# [Exercise goal]
Go through the records below and restate each one word for word.

# [Extracted records]
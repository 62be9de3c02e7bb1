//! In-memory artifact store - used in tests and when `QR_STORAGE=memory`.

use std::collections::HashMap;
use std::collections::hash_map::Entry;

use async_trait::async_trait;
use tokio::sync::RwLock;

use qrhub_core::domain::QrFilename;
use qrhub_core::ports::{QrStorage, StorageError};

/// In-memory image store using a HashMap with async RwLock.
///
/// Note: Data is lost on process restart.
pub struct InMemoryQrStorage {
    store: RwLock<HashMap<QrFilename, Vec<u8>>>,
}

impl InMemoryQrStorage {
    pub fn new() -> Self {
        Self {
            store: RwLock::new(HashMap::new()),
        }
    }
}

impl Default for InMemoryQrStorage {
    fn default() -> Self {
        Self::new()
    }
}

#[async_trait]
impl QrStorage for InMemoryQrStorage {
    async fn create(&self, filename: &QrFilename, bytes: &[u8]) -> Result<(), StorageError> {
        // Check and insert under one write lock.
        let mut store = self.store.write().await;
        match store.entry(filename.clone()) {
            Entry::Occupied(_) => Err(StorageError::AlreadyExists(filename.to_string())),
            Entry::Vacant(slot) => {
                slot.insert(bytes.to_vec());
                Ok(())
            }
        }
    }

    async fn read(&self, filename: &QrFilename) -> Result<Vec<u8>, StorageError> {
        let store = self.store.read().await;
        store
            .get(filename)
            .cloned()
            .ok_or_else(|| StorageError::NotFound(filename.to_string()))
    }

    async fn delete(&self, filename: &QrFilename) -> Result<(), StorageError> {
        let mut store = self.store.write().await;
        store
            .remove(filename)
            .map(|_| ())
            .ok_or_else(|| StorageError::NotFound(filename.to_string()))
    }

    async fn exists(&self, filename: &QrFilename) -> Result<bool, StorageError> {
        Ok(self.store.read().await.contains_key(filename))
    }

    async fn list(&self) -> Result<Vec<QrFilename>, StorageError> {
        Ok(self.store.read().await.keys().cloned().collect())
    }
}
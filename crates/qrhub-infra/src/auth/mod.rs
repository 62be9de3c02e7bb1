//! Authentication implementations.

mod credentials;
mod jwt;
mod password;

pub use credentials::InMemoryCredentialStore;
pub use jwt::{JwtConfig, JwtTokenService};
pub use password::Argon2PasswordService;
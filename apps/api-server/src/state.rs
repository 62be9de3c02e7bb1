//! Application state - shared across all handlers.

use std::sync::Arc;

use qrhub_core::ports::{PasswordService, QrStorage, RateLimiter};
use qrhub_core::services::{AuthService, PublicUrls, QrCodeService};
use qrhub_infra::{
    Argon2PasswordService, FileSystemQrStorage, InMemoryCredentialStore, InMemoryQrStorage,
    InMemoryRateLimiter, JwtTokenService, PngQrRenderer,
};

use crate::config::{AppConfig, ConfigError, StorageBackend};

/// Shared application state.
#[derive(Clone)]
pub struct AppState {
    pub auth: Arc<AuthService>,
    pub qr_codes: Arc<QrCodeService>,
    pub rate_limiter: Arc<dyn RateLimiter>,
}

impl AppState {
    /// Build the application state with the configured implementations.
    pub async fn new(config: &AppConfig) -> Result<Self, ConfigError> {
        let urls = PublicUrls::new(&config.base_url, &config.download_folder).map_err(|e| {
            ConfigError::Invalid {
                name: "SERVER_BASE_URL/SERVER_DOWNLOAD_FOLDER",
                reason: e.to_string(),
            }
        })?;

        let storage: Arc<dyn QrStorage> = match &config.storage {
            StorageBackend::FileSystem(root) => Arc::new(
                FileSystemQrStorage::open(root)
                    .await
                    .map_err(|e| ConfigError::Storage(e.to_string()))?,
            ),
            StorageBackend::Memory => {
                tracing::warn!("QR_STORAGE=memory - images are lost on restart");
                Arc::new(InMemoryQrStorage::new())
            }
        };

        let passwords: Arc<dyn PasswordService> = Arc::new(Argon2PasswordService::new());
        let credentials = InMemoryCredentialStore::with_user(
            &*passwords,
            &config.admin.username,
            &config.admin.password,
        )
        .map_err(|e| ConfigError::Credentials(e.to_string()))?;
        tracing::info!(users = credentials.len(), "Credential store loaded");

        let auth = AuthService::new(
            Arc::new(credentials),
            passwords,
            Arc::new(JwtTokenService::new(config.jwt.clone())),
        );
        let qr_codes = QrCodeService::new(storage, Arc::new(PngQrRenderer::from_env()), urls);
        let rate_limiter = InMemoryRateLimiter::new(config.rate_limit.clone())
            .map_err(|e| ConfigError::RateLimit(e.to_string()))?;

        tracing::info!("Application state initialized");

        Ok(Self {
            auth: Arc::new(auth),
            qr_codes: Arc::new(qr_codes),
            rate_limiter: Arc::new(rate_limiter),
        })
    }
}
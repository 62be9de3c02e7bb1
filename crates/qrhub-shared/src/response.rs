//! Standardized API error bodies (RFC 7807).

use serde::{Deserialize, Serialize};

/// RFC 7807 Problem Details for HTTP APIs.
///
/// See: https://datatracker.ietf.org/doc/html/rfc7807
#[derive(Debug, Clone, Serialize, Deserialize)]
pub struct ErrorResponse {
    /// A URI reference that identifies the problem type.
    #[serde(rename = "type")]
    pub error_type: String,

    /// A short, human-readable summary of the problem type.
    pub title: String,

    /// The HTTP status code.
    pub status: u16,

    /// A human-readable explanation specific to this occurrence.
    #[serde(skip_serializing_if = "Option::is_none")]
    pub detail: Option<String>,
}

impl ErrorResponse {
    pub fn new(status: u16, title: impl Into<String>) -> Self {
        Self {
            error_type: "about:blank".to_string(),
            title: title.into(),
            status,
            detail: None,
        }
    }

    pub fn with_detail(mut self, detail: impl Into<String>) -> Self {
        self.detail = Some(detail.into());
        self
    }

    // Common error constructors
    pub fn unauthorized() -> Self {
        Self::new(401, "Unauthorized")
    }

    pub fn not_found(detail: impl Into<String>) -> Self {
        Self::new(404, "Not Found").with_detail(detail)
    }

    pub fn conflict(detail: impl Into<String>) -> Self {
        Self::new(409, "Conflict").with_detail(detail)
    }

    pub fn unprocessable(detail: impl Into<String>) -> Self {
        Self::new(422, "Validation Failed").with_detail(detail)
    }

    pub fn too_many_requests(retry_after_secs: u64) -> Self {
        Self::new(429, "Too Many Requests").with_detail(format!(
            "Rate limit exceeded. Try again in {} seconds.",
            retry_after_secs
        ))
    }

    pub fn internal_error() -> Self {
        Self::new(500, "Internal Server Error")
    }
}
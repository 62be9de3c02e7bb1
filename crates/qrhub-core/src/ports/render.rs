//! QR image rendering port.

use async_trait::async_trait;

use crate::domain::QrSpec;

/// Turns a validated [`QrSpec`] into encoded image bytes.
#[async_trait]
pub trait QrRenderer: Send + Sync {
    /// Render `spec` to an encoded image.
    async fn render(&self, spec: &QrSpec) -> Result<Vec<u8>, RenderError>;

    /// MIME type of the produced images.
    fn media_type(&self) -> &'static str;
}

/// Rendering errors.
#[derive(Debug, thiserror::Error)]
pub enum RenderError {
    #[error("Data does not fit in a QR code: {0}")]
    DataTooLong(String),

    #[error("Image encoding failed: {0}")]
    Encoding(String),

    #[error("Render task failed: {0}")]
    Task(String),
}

# [The completed task]
repository 62be9de3c02e7bb1
//! In-memory artifact store - used in tests and when `QR_STORAGE=memory`.

use std::collections::HashMap;
use std::collections::hash_map::Entry;

use async_trait::async_trait;
use tokio::sync::RwLock;

use qrhub_core::domain::QrFilename;
use qrhub_core::ports::{QrStorage, StorageError};

/// In-memory image store using a HashMap with async RwLock.
///
/// Note: Data is lost on process restart.
pub struct InMemoryQrStorage {
    store: RwLock<HashMap<QrFilename, Vec<u8>>>,
}

impl InMemoryQrStorage {
    pub fn new() -> Self {
        Self {
            store: RwLock::new(HashMap::new()),
        }
    }
}

impl Default for InMemoryQrStorage {
    fn default() -> Self {
        Self::new()
    }
}

#[async_trait]
impl QrStorage for InMemoryQrStorage {
    async fn create(&self, filename: &QrFilename, bytes: &[u8]) -> Result<(), StorageError> {
        // Check and insert under one write lock.
        let mut store = self.store.write().await;
        match store.entry(filename.clone()) {
            Entry::Occupied(_) => Err(StorageError::AlreadyExists(filename.to_string())),
            Entry::Vacant(slot) => {
                slot.insert(bytes.to_vec());
                Ok(())
            }
        }
    }

    async fn read(&self, filename: &QrFilename) -> Result<Vec<u8>, StorageError> {
        let store = self.store.read().await;
        store
            .get(filename)
            .cloned()
            .ok_or_else(|| StorageError::NotFound(filename.to_string()))
    }

    async fn delete(&self, filename: &QrFilename) -> Result<(), StorageError> {
        let mut store = self.store.write().await;
        store
            .remove(filename)
            .map(|_| ())
            .ok_or_else(|| StorageError::NotFound(filename.to_string()))
    }

    async fn exists(&self, filename: &QrFilename) -> Result<bool, StorageError> {
        Ok(self.store.read().await.contains_key(filename))
    }

    async fn list(&self) -> Result<Vec<QrFilename>, StorageError> {
        Ok(self.store.read().await.keys().cloned().collect())
    }
}
filename crates/qrhub-infra/src/auth/mod.rs
repository 62be9de3c02e7bb1
//! Authentication implementations.

mod credentials;
mod jwt;
mod password;

pub use credentials::InMemoryCredentialStore;
pub use jwt::{JwtConfig, JwtTokenService};
pub use password::Argon2PasswordService;
filename apps/api-server/src/state.rs
repository 62be9de3c02e7bb1
//! Application state - shared across all handlers.

use std::sync::Arc;

use qrhub_core::ports::{PasswordService, QrStorage, RateLimiter};
use qrhub_core::services::{AuthService, PublicUrls, QrCodeService};
use qrhub_infra::{
    Argon2PasswordService, FileSystemQrStorage, InMemoryCredentialStore, InMemoryQrStorage,
    InMemoryRateLimiter, JwtTokenService, PngQrRenderer,
};

use crate::config::{AppConfig, ConfigError, StorageBackend};

/// Shared application state.
#[derive(Clone)]
pub struct AppState {
    pub auth: Arc<AuthService>,
    pub qr_codes: Arc<QrCodeService>,
    pub rate_limiter: Arc<dyn RateLimiter>,
}

impl AppState {
    /// Build the application state with the configured implementations.
    pub async fn new(config: &AppConfig) -> Result<Self, ConfigError> {
        let urls = PublicUrls::new(&config.base_url, &config.download_folder).map_err(|e| {
            ConfigError::Invalid {
                name: "SERVER_BASE_URL/SERVER_DOWNLOAD_FOLDER",
                reason: e.to_string(),
            }
        })?;

        let storage: Arc<dyn QrStorage> = match &config.storage {
            StorageBackend::FileSystem(root) => Arc::new(
                FileSystemQrStorage::open(root)
                    .await
                    .map_err(|e| ConfigError::Storage(e.to_string()))?,
            ),
            StorageBackend::Memory => {
                tracing::warn!("QR_STORAGE=memory - images are lost on restart");
                Arc::new(InMemoryQrStorage::new())
            }
        };

        let passwords: Arc<dyn PasswordService> = Arc::new(Argon2PasswordService::new());
        let credentials = InMemoryCredentialStore::with_user(
            &*passwords,
            &config.admin.username,
            &config.admin.password,
        )
        .map_err(|e| ConfigError::Credentials(e.to_string()))?;
        tracing::info!(users = credentials.len(), "Credential store loaded");

        let auth = AuthService::new(
            Arc::new(credentials),
            passwords,
            Arc::new(JwtTokenService::new(config.jwt.clone())),
        );
        let qr_codes = QrCodeService::new(storage, Arc::new(PngQrRenderer::from_env()), urls);
        let rate_limiter = InMemoryRateLimiter::new(config.rate_limit.clone())
            .map_err(|e| ConfigError::RateLimit(e.to_string()))?;

        tracing::info!("Application state initialized");

        Ok(Self {
            auth: Arc::new(auth),
            qr_codes: Arc::new(qr_codes),
            rate_limiter: Arc::new(rate_limiter),
        })
    }
}
repository 62be9de3c02e7bb1
filename crates/qrhub-shared/src/response.rs
//! Standardized API error bodies (RFC 7807).

use serde::{Deserialize, Serialize};

/// RFC 7807 Problem Details for HTTP APIs.
///
/// See: https://datatracker.ietf.org/doc/html/rfc7807
#[derive(Debug, Clone, Serialize, Deserialize)]
pub struct ErrorResponse {
    /// A URI reference that identifies the problem type.
    #[serde(rename = "type")]
    pub error_type: String,

    /// A short, human-readable summary of the problem type.
    pub title: String,

    /// The HTTP status code.
    pub status: u16,

    /// A human-readable explanation specific to this occurrence.
    #[serde(skip_serializing_if = "Option::is_none")]
    pub detail: Option<String>,
}

impl ErrorResponse {
    pub fn new(status: u16, title: impl Into<String>) -> Self {
        Self {
            error_type: "about:blank".to_string(),
            title: title.into(),
            status,
            detail: None,
        }
    }

    pub fn with_detail(mut self, detail: impl Into<String>) -> Self {
        self.detail = Some(detail.into());
        self
    }

    // Common error constructors
    pub fn unauthorized() -> Self {
        Self::new(401, "Unauthorized")
    }

    pub fn not_found(detail: impl Into<String>) -> Self {
        Self::new(404, "Not Found").with_detail(detail)
    }

    pub fn conflict(detail: impl Into<String>) -> Self {
        Self::new(409, "Conflict").with_detail(detail)
    }

    pub fn unprocessable(detail: impl Into<String>) -> Self {
        Self::new(422, "Validation Failed").with_detail(detail)
    }

    pub fn too_many_requests(retry_after_secs: u64) -> Self {
        Self::new(429, "Too Many Requests").with_detail(format!(
            "Rate limit exceeded. Try again in {} seconds.",
            retry_after_secs
        ))
    }

    pub fn internal_error() -> Self {
        Self::new(500, "Internal Server Error")
    }
}
repository 62be9de3c02e7bb1
filename crates/qrhub-core/src/ports/render.rs
//! QR image rendering port.

use async_trait::async_trait;

use crate::domain::QrSpec;

/// Turns a validated [`QrSpec`] into encoded image bytes.
#[async_trait]
pub trait QrRenderer: Send + Sync {
    /// Render `spec` to an encoded image.
    async fn render(&self, spec: &QrSpec) -> Result<Vec<u8>, RenderError>;

    /// MIME type of the produced images.
    fn media_type(&self) -> &'static str;
}

/// Rendering errors.
#[derive(Debug, thiserror::Error)]
pub enum RenderError {
    #[error("Data does not fit in a QR code: {0}")]
    DataTooLong(String),

    #[error("Image encoding failed: {0}")]
    Encoding(String),

    #[error("Render task failed: {0}")]
    Task(String),
}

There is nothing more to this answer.